Epispiral

The epispiral is a plane curve with polar equation

\ r=a\sec {n\theta }

.

Thumb — An epispiral with equation r(θ)=2sec(2θ)

There are n sections if n is odd and 2n if n is even.

It is the polar or circle inversion of the rose curve.

In astronomy the epispiral is related to the equations that explain planets' orbits.

There is another definition of the epispiral that has to do with tangents to circles:^[1]

Begin with a circle.

Rotate some single point on the circle around the circle by some angle $\theta$ and at the same time by an angle in constant proportion to $\theta$ , say $c\theta$ for some constant $c$ .

The intersections of the tangent lines to the circle at these new points rotated from that single point for every $\theta$ would trace out an epispiral.
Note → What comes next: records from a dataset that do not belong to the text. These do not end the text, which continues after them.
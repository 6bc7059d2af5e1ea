//! Blob storage for configuration documents.
//!
//! A [`BlobStore`] moves whole documents to and from named blobs. The
//! document model never sees transport errors: stores return
//! [`StoreError`], which converts into a remote-store [`Diagnostic`].

mod local;
mod lock;
mod memory;
mod retry;

pub use local::LocalBlobStore;
pub use memory::MemoryBlobStore;
pub use retry::{RetryPolicy, RetryingStore};

use crate::context::Context;
use crate::diagnostic::{Diagnostic, DiagnosticCode};
use std::fmt;
use std::path::PathBuf;
use thiserror::Error;

/// Where a blob lives: account, container and name within a resource group
#[derive(Debug, Clone, PartialEq, Eq, Hash, PartialOrd, Ord)]
pub struct BlobLocation {
    pub resource_group: String,
    pub storage_account: String,
    pub container: String,
    pub name: String,
}

impl BlobLocation {
    /// The blob `name` in the configuration container of `context`
    pub fn for_context(context: &Context, name: &str) -> Self {
        Self {
            resource_group: context.resource_group_name(),
            storage_account: context.storage_account_name(),
            container: context.storage_container_name().to_string(),
            name: name.to_string(),
        }
    }
}

impl fmt::Display for BlobLocation {
    fn fmt(&self, f: &mut fmt::Formatter<'_>) -> fmt::Result {
        write!(f, "{}/{}/{}", self.storage_account, self.container, self.name)
    }
}

/// Failure of a blob operation
#[derive(Debug, Error)]
pub enum StoreError {
    #[error("blob '{0}' does not exist")]
    NotFound(BlobLocation),

    /// The store could not be reached or was busy; retrying may succeed
    #[error("storage for '{location}' is unavailable: {reason}")]
    Unavailable {
        location: BlobLocation,
        reason: String,
    },

    #[error("I/O error on {}: {source}", .path.display())]
    Io {
        path: PathBuf,
        #[source]
        source: std::io::Error,
    },
}

impl StoreError {
    /// Whether a retry may succeed
    pub fn is_transient(&self) -> bool {
        matches!(self, StoreError::Unavailable { .. })
    }
}

impl From<StoreError> for Diagnostic {
    fn from(err: StoreError) -> Self {
        match &err {
            StoreError::NotFound(location) => Diagnostic::new(
                DiagnosticCode::E0303BlobNotFound,
                err.to_string(),
                location.name.clone(),
            ),
            StoreError::Unavailable { location, .. } => Diagnostic::new(
                DiagnosticCode::E0301StoreUnavailable,
                err.to_string(),
                location.name.clone(),
            ),
            StoreError::Io { path, .. } => Diagnostic::new(
                DiagnosticCode::E0302StoreIo,
                err.to_string(),
                path.display().to_string(),
            ),
        }
    }
}

/// Whole-document storage keyed by [`BlobLocation`]
pub trait BlobStore {
    /// Text of an existing blob; [`StoreError::NotFound`] if there is none
    fn download_blob(&self, location: &BlobLocation) -> Result<String, StoreError>;

    /// Create or overwrite a blob
    fn upload_blob(&self, content: &str, location: &BlobLocation) -> Result<(), StoreError>;
}

impl<S: BlobStore + ?Sized> BlobStore for &S {
    fn download_blob(&self, location: &BlobLocation) -> Result<String, StoreError> {
        (**self).download_blob(location)
    }

    fn upload_blob(&self, content: &str, location: &BlobLocation) -> Result<(), StoreError> {
        (**self).upload_blob(content, location)
    }
}
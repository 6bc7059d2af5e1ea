//! Diagnostic codes and error reporting.
//!
//! Every fallible operation in the crate returns a [`Diagnostic`]. The code
//! determines both the severity and the broad error kind, so callers can
//! branch on "bad value" vs "bad document" vs "storage failure" without
//! matching on message text.

use std::fmt;

/// Diagnostic severity level
#[derive(Debug, Clone, Copy, PartialEq, Eq)]
pub enum DiagnosticLevel {
    Error,
    Warning,
}

/// Broad classification of a diagnostic
#[derive(Debug, Clone, Copy, PartialEq, Eq)]
pub enum ErrorKind {
    /// A value failed shape validation
    Parameter,
    /// A document or registry is structurally unusable
    Config,
    /// The remote store failed
    RemoteStore,
}

/// Diagnostic error codes
#[derive(Debug, Clone, Copy, PartialEq, Eq)]
pub enum DiagnosticCode {
    // Parameter errors (E01xx)
    E0101InvalidGuid,
    E0102InvalidEmail,
    E0103InvalidIpAddress,
    E0104InvalidTimezone,
    E0105InvalidEnumValue,
    E0106EmptyValue,
    E0107DuplicateEntry,
    E0108InvalidFqdn,
    E0109InvalidVmSku,
    E0110InvalidIndex,
    E0111FieldNotSet,
    E0112UnknownField,
    E0113ValueTooLong,
    E0114InvalidType,
    E0115InvalidLocation,
    E0116ContextExists,
    E0117ContextNotFound,
    E0118RegistryInvalid,
    E0119SectionInvalid,

    // Config errors (E02xx)
    E0201NoContextSelected,
    E0202FileNotFound,
    E0203YamlParseError,
    E0204NotAMapping,
    E0205SreNotFound,
    E0206TemplateDocument,
    E0207IoError,

    // Remote store errors (E03xx)
    E0301StoreUnavailable,
    E0302StoreIo,
    E0303BlobNotFound,

    // Warnings (W01xx)
    W0101DuplicatesDiscarded,
}

impl DiagnosticCode {
    pub fn level(&self) -> DiagnosticLevel {
        match self {
            Self::W0101DuplicatesDiscarded => DiagnosticLevel::Warning,
            _ => DiagnosticLevel::Error,
        }
    }

    pub fn kind(&self) -> ErrorKind {
        match self {
            Self::E0201NoContextSelected
            | Self::E0202FileNotFound
            | Self::E0203YamlParseError
            | Self::E0204NotAMapping
            | Self::E0205SreNotFound
            | Self::E0206TemplateDocument
            | Self::E0207IoError => ErrorKind::Config,
            Self::E0301StoreUnavailable | Self::E0302StoreIo | Self::E0303BlobNotFound => {
                ErrorKind::RemoteStore
            }
            _ => ErrorKind::Parameter,
        }
    }

    pub fn code(&self) -> &'static str {
        match self {
            // E01xx - Parameter
            Self::E0101InvalidGuid => "E0101",
            Self::E0102InvalidEmail => "E0102",
            Self::E0103InvalidIpAddress => "E0103",
            Self::E0104InvalidTimezone => "E0104",
            Self::E0105InvalidEnumValue => "E0105",
            Self::E0106EmptyValue => "E0106",
            Self::E0107DuplicateEntry => "E0107",
            Self::E0108InvalidFqdn => "E0108",
            Self::E0109InvalidVmSku => "E0109",
            Self::E0110InvalidIndex => "E0110",
            Self::E0111FieldNotSet => "E0111",
            Self::E0112UnknownField => "E0112",
            Self::E0113ValueTooLong => "E0113",
            Self::E0114InvalidType => "E0114",
            Self::E0115InvalidLocation => "E0115",
            Self::E0116ContextExists => "E0116",
            Self::E0117ContextNotFound => "E0117",
            Self::E0118RegistryInvalid => "E0118",
            Self::E0119SectionInvalid => "E0119",
            // E02xx - Config
            Self::E0201NoContextSelected => "E0201",
            Self::E0202FileNotFound => "E0202",
            Self::E0203YamlParseError => "E0203",
            Self::E0204NotAMapping => "E0204",
            Self::E0205SreNotFound => "E0205",
            Self::E0206TemplateDocument => "E0206",
            Self::E0207IoError => "E0207",
            // E03xx - Remote store
            Self::E0301StoreUnavailable => "E0301",
            Self::E0302StoreIo => "E0302",
            Self::E0303BlobNotFound => "E0303",
            // W01xx - Warnings
            Self::W0101DuplicatesDiscarded => "W0101",
        }
    }
}

/// A diagnostic message
#[derive(Debug, Clone, PartialEq, Eq)]
pub struct Diagnostic {
    pub code: DiagnosticCode,
    pub message: String,
    /// What the diagnostic is about: a field path, a file or a blob name
    pub subject: String,
    pub level: DiagnosticLevel,
}

impl Diagnostic {
    pub fn new(code: DiagnosticCode, message: impl Into<String>, subject: impl Into<String>) -> Self {
        Self {
            level: code.level(),
            code,
            message: message.into(),
            subject: subject.into(),
        }
    }

    pub fn kind(&self) -> ErrorKind {
        self.code.kind()
    }

    pub fn is_parameter_error(&self) -> bool {
        self.kind() == ErrorKind::Parameter
    }

    pub fn is_config_error(&self) -> bool {
        self.kind() == ErrorKind::Config
    }

    /// Prefix the subject with an enclosing path segment (`fqdn` -> `shm.fqdn`)
    pub fn within(mut self, parent: &str) -> Self {
        self.subject = if self.subject.is_empty() {
            parent.to_string()
        } else {
            format!("{parent}.{}", self.subject)
        };
        self
    }
}

impl fmt::Display for Diagnostic {
    fn fmt(&self, f: &mut fmt::Formatter<'_>) -> fmt::Result {
        let level_str = match self.level {
            DiagnosticLevel::Error => "error",
            DiagnosticLevel::Warning => "warning",
        };
        if self.subject.is_empty() {
            write!(f, "{}[{}]: {}", level_str, self.code.code(), self.message)
        } else {
            write!(
                f,
                "{}[{}]: {} ({})",
                level_str,
                self.code.code(),
                self.message,
                self.subject
            )
        }
    }
}

impl std::error::Error for Diagnostic {}

/// Crate-wide result alias
pub type Result<T, E = Diagnostic> = std::result::Result<T, E>;

#[cfg(test)]
mod tests {
    use super::*;

    #[test]
    fn test_kind_grouping() {
        assert_eq!(DiagnosticCode::E0101InvalidGuid.kind(), ErrorKind::Parameter);
        assert_eq!(DiagnosticCode::E0201NoContextSelected.kind(), ErrorKind::Config);
        assert_eq!(DiagnosticCode::E0302StoreIo.kind(), ErrorKind::RemoteStore);
        assert_eq!(
            DiagnosticCode::W0101DuplicatesDiscarded.level(),
            DiagnosticLevel::Warning
        );
    }

    #[test]
    fn test_within_builds_field_path() {
        let diag = Diagnostic::new(DiagnosticCode::E0108InvalidFqdn, "bad", "fqdn")
            .within("shm");
        assert_eq!(diag.subject, "shm.fqdn");
        let diag = Diagnostic::new(DiagnosticCode::E0119SectionInvalid, "bad", "").within("sre");
        assert_eq!(diag.subject, "sre");
    }

    #[test]
    fn test_display_format() {
        let diag = Diagnostic::new(DiagnosticCode::E0205SreNotFound, "SRE sre3 does not exist", "sre3");
        assert_eq!(diag.to_string(), "error[E0205]: SRE sre3 does not exist (sre3)");
    }
}
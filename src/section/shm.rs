//! Safe Haven Management (SHM) settings shared by every SRE.

use super::{Section, apply_change};
use crate::context::Context;
use crate::diagnostic::Result;
use crate::field::{DictReader, DictWriter, Field};
use crate::reporter::Reporter;
use crate::types::{EmailAddress, Fqdn, Guid, IpAddress, NonEmptyString, TimeZone};

#[derive(Debug, Clone, PartialEq)]
pub struct ConfigSectionShm {
    pub admin_email_address: Field<EmailAddress>,
    pub admin_ip_addresses: Field<Vec<IpAddress>>,
    pub entra_tenant_id: Field<Guid>,
    pub fqdn: Field<Fqdn>,
    pub name: Field<NonEmptyString>,
    pub timezone: Field<TimeZone>,
}

#[derive(Debug, Clone, Default)]
pub struct ShmChanges {
    pub admin_email_address: Option<EmailAddress>,
    pub admin_ip_addresses: Option<Vec<IpAddress>>,
    pub entra_tenant_id: Option<Guid>,
    pub fqdn: Option<Fqdn>,
    pub timezone: Option<TimeZone>,
}

impl Default for ConfigSectionShm {
    fn default() -> Self {
        Self {
            admin_email_address: Field::required("admin_email_address"),
            admin_ip_addresses: Field::with_default("admin_ip_addresses", vec![]),
            entra_tenant_id: Field::required("entra_tenant_id"),
            fqdn: Field::required("fqdn"),
            name: Field::required("name"),
            timezone: Field::with_default("timezone", TimeZone::utc()),
        }
    }
}

impl ConfigSectionShm {
    pub fn from_context(context: &Context) -> Self {
        let mut section = Self::default();
        section.name.set(NonEmptyString::new_unchecked(context.shm_name()));
        section
    }

    pub fn update(&mut self, changes: ShmChanges, reporter: &dyn Reporter) -> Result<()> {
        apply_change(
            Self::KEY,
            &mut self.admin_email_address,
            changes.admin_email_address,
            reporter,
        )?;
        apply_change(
            Self::KEY,
            &mut self.admin_ip_addresses,
            changes.admin_ip_addresses,
            reporter,
        )?;
        apply_change(Self::KEY, &mut self.entra_tenant_id, changes.entra_tenant_id, reporter)?;
        apply_change(Self::KEY, &mut self.fqdn, changes.fqdn, reporter)?;
        apply_change(Self::KEY, &mut self.timezone, changes.timezone, reporter)
    }
}

impl Section for ConfigSectionShm {
    const KEY: &'static str = "shm";

    fn template() -> Self {
        let mut section = Self::default();
        section
            .admin_email_address
            .set_placeholder("Email address shared by all administrators");
        section
            .admin_ip_addresses
            .set_placeholder("List of IP addresses belonging to administrators");
        section
            .entra_tenant_id
            .set_placeholder("Tenant ID for the Entra ID used to manage SHM users");
        section
            .fqdn
            .set_placeholder("Domain that SHM users will belong to");
        section
            .name
            .set_placeholder("Short name for this Safe Haven Management deployment");
        section
            .timezone
            .set_placeholder("Timezone in IANA format (eg. Europe/London)");
        section
    }

    fn write(&self, out: &mut DictWriter) -> Result<()> {
        out.field(&self.admin_email_address)?;
        out.field(&self.admin_ip_addresses)?;
        out.field(&self.entra_tenant_id)?;
        out.field(&self.fqdn)?;
        out.field(&self.name)?;
        out.field(&self.timezone)
    }

    fn read(&mut self, input: &mut DictReader<'_>) -> Result<()> {
        input.field(&mut self.admin_email_address)?;
        input.field(&mut self.admin_ip_addresses)?;
        input.field(&mut self.entra_tenant_id)?;
        input.field(&mut self.fqdn)?;
        input.field(&mut self.name)?;
        input.field(&mut self.timezone)
    }
}
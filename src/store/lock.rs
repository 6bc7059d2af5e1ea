//! Exclusive per-blob write lock for the local store.
//!
//! At most one writer per blob at a time, across processes. The lock is
//! released when the guard is dropped.

use super::{BlobLocation, StoreError};
use fs2::FileExt;
use std::fs::OpenOptions;
use std::io;
use std::path::Path;
use std::thread;
use std::time::{Duration, Instant};

/// Backoff between try_lock attempts.
const POLL_INTERVAL_MS: u64 = 50;

/// Guard that holds the exclusive lock; releasing on drop.
pub(crate) struct BlobLockGuard {
    _file: std::fs::File,
}

/// Acquires the lock file `<dir>/.<blob>.lock`, waiting up to `timeout`.
///
/// A writer still holding the lock at the deadline is reported as
/// [`StoreError::Unavailable`], so a retrying store may try again later.
pub(crate) fn acquire_blob_lock(
    dir: &Path,
    location: &BlobLocation,
    timeout: Duration,
) -> Result<BlobLockGuard, StoreError> {
    let lock_path = dir.join(format!(".{}.lock", location.name));

    let file = OpenOptions::new()
        .create(true)
        .truncate(true)
        .write(true)
        .open(&lock_path)
        .map_err(|source| StoreError::Io {
            path: lock_path.clone(),
            source,
        })?;

    let deadline = Instant::now() + timeout;
    let poll = Duration::from_millis(POLL_INTERVAL_MS);

    loop {
        match file.try_lock_exclusive() {
            Ok(()) => {
                return Ok(BlobLockGuard { _file: file });
            }
            Err(e) if e.kind() == io::ErrorKind::WouldBlock => {
                if Instant::now() >= deadline {
                    return Err(StoreError::Unavailable {
                        location: location.clone(),
                        reason: format!(
                            "another writer holds the lock (timed out after {} ms)",
                            timeout.as_millis()
                        ),
                    });
                }
                thread::sleep(poll);
            }
            Err(source) => {
                return Err(StoreError::Io {
                    path: lock_path,
                    source,
                });
            }
        }
    }
}

#[cfg(test)]
mod tests {
    use super::*;

    fn location() -> BlobLocation {
        BlobLocation {
            resource_group: "rg".into(),
            storage_account: "account".into(),
            container: "config".into(),
            name: "shm.yaml".into(),
        }
    }

    #[test]
    fn test_second_writer_times_out() {
        let dir = tempfile::tempdir().unwrap();
        let _held = acquire_blob_lock(dir.path(), &location(), Duration::from_millis(10)).unwrap();
        let err = acquire_blob_lock(dir.path(), &location(), Duration::from_millis(10))
            .err()
            .unwrap();
        assert!(err.is_transient());
    }

    #[test]
    fn test_lock_released_on_drop() {
        let dir = tempfile::tempdir().unwrap();
        drop(acquire_blob_lock(dir.path(), &location(), Duration::from_millis(10)).unwrap());
        assert!(acquire_blob_lock(dir.path(), &location(), Duration::from_millis(10)).is_ok());
    }
}
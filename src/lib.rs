//! Layered configuration model for Data Safe Haven deployments.
//!
//! A [`ContextRegistry`] on local disk names the deployment targets. Each
//! [`Context`] owns one remote [`Config`] document made of validated
//! sections (Azure, backend, Pulumi, SHM, tags, and one section per SRE).
//! Documents round-trip through YAML and live in a [`BlobStore`].
//!
//! Every fallible operation returns a [`Diagnostic`] whose
//! [`ErrorKind`] separates bad parameters, bad configuration and remote
//! store failures.

pub mod config;
pub mod context;
pub mod diagnostic;
pub mod field;
pub mod naming;
pub mod remote;
pub mod reporter;
pub mod section;
pub mod store;
pub mod types;

pub use config::Config;
pub use context::{Context, ContextChanges, ContextRegistry};
pub use diagnostic::{Diagnostic, DiagnosticCode, ErrorKind, Result};
pub use field::Field;
pub use remote::{Layout, RemoteDocument, sre_filename_from_name};
pub use reporter::{ConsoleReporter, RecordingReporter, Reporter, SilentReporter, TracingReporter};
pub use section::Section;
pub use store::{BlobLocation, BlobStore, LocalBlobStore, MemoryBlobStore, RetryPolicy, RetryingStore, StoreError};
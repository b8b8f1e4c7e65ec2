//! File discovery for directories of SeaBASS files
//!
//! Walks a directory tree and collects every file carrying the requested
//! extension, in a stable sorted order.

use crate::constants::SEABASS_EXTENSION;
use crate::error::{Result, SeabassError};
use std::path::{Path, PathBuf};
use tracing::debug;
use walkdir::WalkDir;

/// Recursively collect files under `dir` whose extension is `extension`
///
/// The extension is compared without the leading dot and case-insensitively.
/// Results are sorted by path.
pub fn collect_file_paths(dir: impl AsRef<Path>, extension: &str) -> Result<Vec<PathBuf>> {
    let dir = dir.as_ref();
    let extension = extension.trim_start_matches('.');
    debug!("Searching for .{} files in: {}", extension, dir.display());

    let mut files = Vec::new();
    for entry in WalkDir::new(dir).follow_links(false) {
        let entry = entry.map_err(|source| SeabassError::Discovery {
            path: dir.to_path_buf(),
            source,
        })?;
        if entry.file_type().is_file() && has_extension(entry.path(), extension) {
            files.push(entry.into_path());
        }
    }
    files.sort();

    debug!("Found {} .{} files under {}", files.len(), extension, dir.display());
    Ok(files)
}

/// Check if a path has the conventional `.sb` extension
pub fn is_seabass_file(path: &Path) -> bool {
    has_extension(path, SEABASS_EXTENSION)
}

fn has_extension(path: &Path, extension: &str) -> bool {
    path.extension()
        .and_then(|ext| ext.to_str())
        .is_some_and(|ext| ext.eq_ignore_ascii_case(extension))
}

#[cfg(test)]
mod tests {
    use super::*;
    use std::fs;
    use tempfile::TempDir;

    /// Helper to create a small cruise archive
    fn create_test_archive(temp_dir: &TempDir) -> PathBuf {
        let root = temp_dir.path().join("archive");

        let cruise1 = root.join("cruise1").join("archive");
        fs::create_dir_all(&cruise1).unwrap();
        fs::write(cruise1.join("b_002.sb"), "data").unwrap();
        fs::write(cruise1.join("a_001.sb"), "data").unwrap();

        let cruise2 = root.join("cruise2");
        fs::create_dir_all(&cruise2).unwrap();
        fs::write(cruise2.join("profile.SB"), "data").unwrap();
        fs::write(cruise2.join("readme.txt"), "notes").unwrap();

        root
    }

    #[test]
    fn test_collect_file_paths_recursive_sorted() {
        let temp_dir = TempDir::new().unwrap();
        let root = create_test_archive(&temp_dir);

        let files = collect_file_paths(&root, "sb").unwrap();
        let names: Vec<String> = files
            .iter()
            .map(|p| p.file_name().unwrap().to_string_lossy().to_string())
            .collect();

        assert_eq!(names, vec!["a_001.sb", "b_002.sb", "profile.SB"]);
        assert!(files.iter().all(|p| is_seabass_file(p)));
    }

    #[test]
    fn test_collect_with_dotted_extension() {
        let temp_dir = TempDir::new().unwrap();
        let root = create_test_archive(&temp_dir);

        let files = collect_file_paths(&root, ".txt").unwrap();
        assert_eq!(files.len(), 1);
    }

    #[test]
    fn test_collect_missing_directory() {
        let temp_dir = TempDir::new().unwrap();
        let missing = temp_dir.path().join("nowhere");

        match collect_file_paths(&missing, "sb").unwrap_err() {
            SeabassError::Discovery { path, .. } => assert_eq!(path, missing),
            other => panic!("Expected Discovery error, got {other:?}"),
        }
    }

    #[test]
    fn test_is_seabass_file() {
        assert!(is_seabass_file(Path::new("cruise.sb")));
        assert!(is_seabass_file(Path::new("/data/CRUISE.SB")));
        assert!(!is_seabass_file(Path::new("cruise.csv")));
        assert!(!is_seabass_file(Path::new("sb")));
    }
}
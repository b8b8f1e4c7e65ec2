//! SeaBASS Processor Library
//!
//! Reads and writes SeaBASS files, the self-describing text format used to
//! exchange oceanographic field measurements: a `/begin_header` ...
//! `/end_header` block of directives and comments followed by a delimited
//! data matrix.
//!
//! This library provides tools for:
//! - Parsing headers, fields, units, delimiters and sentinel values
//! - Masking missing and detection-limit values as NaN
//! - Reconstructing one timestamp per row from whichever temporal fields
//!   a file carries
//! - Editing single values and writing the document back out
//!
//! ```no_run
//! use seabass_processor::{ReadOptions, SeabassFile};
//!
//! let file = SeabassFile::open("cruise.sb", &ReadOptions::default())?;
//! for timestamp in file.reconstruct_timestamps()? {
//!     println!("{timestamp}");
//! }
//! # Ok::<(), seabass_processor::SeabassError>(())
//! ```

pub mod cli;
pub mod columns;
pub mod config;
pub mod constants;
pub mod datetime;
pub mod discovery;
pub mod document;
pub mod error;
pub mod header;
pub mod models;
pub mod record;
pub mod writer;

// Re-export commonly used types
pub use columns::{Column, ColumnSet, FieldSource, HeaderMap};
pub use config::ReadOptions;
pub use datetime::{TemporalRule, Timestamp, reconstruct_timestamps};
pub use discovery::collect_file_paths;
pub use document::SeabassFile;
pub use error::{Result, SeabassError};
pub use models::{Delimiter, ParseWarning, Sentinel, Sentinels, Value};
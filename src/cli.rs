//! Command-line interface for inspecting and rewriting SeaBASS files
//!
//! Defines the clap argument structure, logging setup and the three
//! subcommands. Library errors are wrapped with `anyhow` context here.

use crate::config::ReadOptions;
use crate::discovery::collect_file_paths;
use crate::document::SeabassFile;
use anyhow::{Context, Result};
use clap::{Parser, Subcommand};
use colored::*;
use indicatif::{ProgressBar, ProgressStyle};
use std::path::{Path, PathBuf};
use tracing::{debug, warn};

/// Read, inspect and rewrite SeaBASS oceanographic data files
#[derive(Debug, Clone, Parser)]
#[command(name = "seabass", version, about)]
pub struct Args {
    #[command(subcommand)]
    pub command: Commands,

    /// Enable verbose logging
    #[arg(short, long, global = true)]
    pub verbose: bool,

    /// Do not log or record non-fatal warnings
    #[arg(long = "no-warn", global = true)]
    pub no_warn: bool,

    /// Keep `!/` directive-change comments
    #[arg(long = "keep-directive-comments", global = true)]
    pub keep_directive_comments: bool,

    /// Keep missing and detection-limit sentinels as numbers
    #[arg(long = "no-mask", global = true)]
    pub no_mask: bool,
}

#[derive(Debug, Clone, Subcommand)]
pub enum Commands {
    /// Summarise one file, or every .sb file under a directory
    Inspect {
        #[arg(value_name = "PATH")]
        path: PathBuf,
    },
    /// Print one ISO-8601 timestamp per data row
    Datetimes {
        #[arg(value_name = "FILE")]
        file: PathBuf,
    },
    /// Parse a file and write it back out
    Rewrite {
        #[arg(value_name = "FILE")]
        file: PathBuf,

        #[arg(value_name = "OUT")]
        output: PathBuf,
    },
}

impl Args {
    /// Reader options selected by the global flags
    pub fn read_options(&self) -> ReadOptions {
        let mut options = if self.no_mask {
            ReadOptions::unmasked()
        } else {
            ReadOptions::default()
        };
        if self.no_warn {
            options = options.with_suppressed_warnings();
        }
        if self.keep_directive_comments {
            options = options.with_directive_comments();
        }
        options
    }

    pub fn log_level(&self) -> &'static str {
        if self.verbose { "debug" } else { "info" }
    }
}

/// Set up structured logging to stderr
pub fn setup_logging(args: &Args) {
    use tracing_subscriber::{EnvFilter, fmt, layer::SubscriberExt, util::SubscriberInitExt};

    let log_level = args.log_level();
    let filter = EnvFilter::try_from_default_env()
        .unwrap_or_else(|_| EnvFilter::new(format!("seabass_processor={}", log_level)));

    tracing_subscriber::registry()
        .with(filter)
        .with(
            fmt::layer()
                .with_target(false)
                .with_level(true)
                .with_writer(std::io::stderr)
                .compact(),
        )
        .init();

    debug!("Logging initialized at level: {}", log_level);
}

/// Execute the selected subcommand
pub fn run(args: Args) -> Result<()> {
    let options = args.read_options();
    match &args.command {
        Commands::Inspect { path } => inspect(path, &options),
        Commands::Datetimes { file } => datetimes(file, &options),
        Commands::Rewrite { file, output } => rewrite(file, output, &options),
    }
}

fn inspect(path: &Path, options: &ReadOptions) -> Result<()> {
    if !path.is_dir() {
        let file = SeabassFile::open(path, options)
            .with_context(|| format!("Failed to read {}", path.display()))?;
        print_summary(&file);
        return Ok(());
    }

    let files = collect_file_paths(path, crate::constants::SEABASS_EXTENSION)
        .with_context(|| format!("Failed to scan {}", path.display()))?;
    if files.is_empty() {
        println!("{}", format!("No .sb files under {}", path.display()).yellow());
        return Ok(());
    }

    let pb = ProgressBar::new(files.len() as u64);
    pb.set_style(
        ProgressStyle::default_bar()
            .template("{spinner:.green} [{elapsed_precise}] [{bar:40.cyan/blue}] {pos}/{len} {msg}")
            .context("Invalid progress template")?
            .progress_chars("#>-"),
    );

    let mut parsed = Vec::new();
    let mut failed = Vec::new();
    for file_path in &files {
        pb.set_message(
            file_path
                .file_name()
                .map(|name| name.to_string_lossy().to_string())
                .unwrap_or_default(),
        );
        match SeabassFile::open(file_path, options) {
            Ok(file) => parsed.push(file),
            Err(e) => {
                warn!("Skipping {}: {}", file_path.display(), e);
                failed.push((file_path.clone(), e));
            }
        }
        pb.inc(1);
    }
    pb.finish_with_message("done");

    for file in &parsed {
        print_summary(file);
    }
    for (file_path, error) in &failed {
        println!("{} {}", file_path.display().to_string().red().bold(), error);
    }

    println!(
        "{} {} parsed, {} failed",
        "Summary:".bright_green().bold(),
        parsed.len(),
        failed.len()
    );
    Ok(())
}

fn print_summary(file: &SeabassFile) {
    println!("{}", file.path().display().to_string().bright_cyan().bold());
    if let Some(pi) = file.investigator() {
        println!("  {} {}", "investigator:".bright_white(), pi);
    }
    println!(
        "  {} {}   {} {:?}   {} {}",
        "rows:".bright_white(),
        file.row_count(),
        "delimiter:".bright_white(),
        file.delimiter(),
        "missing:".bright_white(),
        file.sentinels().missing.token
    );
    if let Some((start, end)) = file.year_span() {
        println!("  {} {}-{}", "years:".bright_white(), start, end);
    }
    for (field, unit) in file.variables() {
        println!("  {:<24} {}", field, unit.bright_black());
    }
    for warning in file.warnings() {
        println!("  {} {}", "warning:".yellow().bold(), warning);
    }
}

fn datetimes(path: &Path, options: &ReadOptions) -> Result<()> {
    let file = SeabassFile::open(path, options)
        .with_context(|| format!("Failed to read {}", path.display()))?;
    let timestamps = file
        .reconstruct_timestamps()
        .with_context(|| format!("Failed to derive timestamps for {}", path.display()))?;
    if timestamps.is_empty() {
        println!("{}", "No temporal fields found".yellow());
    }
    for timestamp in timestamps {
        println!("{}", timestamp.format("%Y-%m-%dT%H:%M:%S%.6f"));
    }
    Ok(())
}

fn rewrite(path: &Path, output: &Path, options: &ReadOptions) -> Result<()> {
    let file = SeabassFile::open(path, options)
        .with_context(|| format!("Failed to read {}", path.display()))?;
    file.write_to(output)
        .with_context(|| format!("Failed to write {}", output.display()))?;
    println!(
        "{} {} -> {}",
        "Rewrote".bright_green().bold(),
        path.display(),
        output.display()
    );
    Ok(())
}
The polar equation can be derived through simple geometry as follows:

To determine the polar coordinates $(\rho ,\phi )$ of the intersection of the tangent lines in question for some $\theta$ and $-1<c<1$ , note that $\phi$ is halfway between $\theta$ and $c\theta$ by congruence of triangles, so it is ${\frac {(c+1)\theta }{2}}$ . Moreover, if the radius of the circle generating the curve is $r$ , then since there is a right-angled triangle (it's right-angled as a tangent to a circle meets the radius at a right angle at the point of tangency) with hypotenuse $\rho$ and an angle ${\frac {(1-c)\theta }{2}}$ to which the adjacent leg of the triangle is $r$ , the radius $\rho$ at the intersection point of the relevant tangents is $r\sec({\frac {(1-c)\theta }{2}})$ . This gives the polar equation of the curve, $\rho =r\sec({\frac {(1-c)\phi }{c+1}})$ for all points $(\rho ,\phi )$ on it.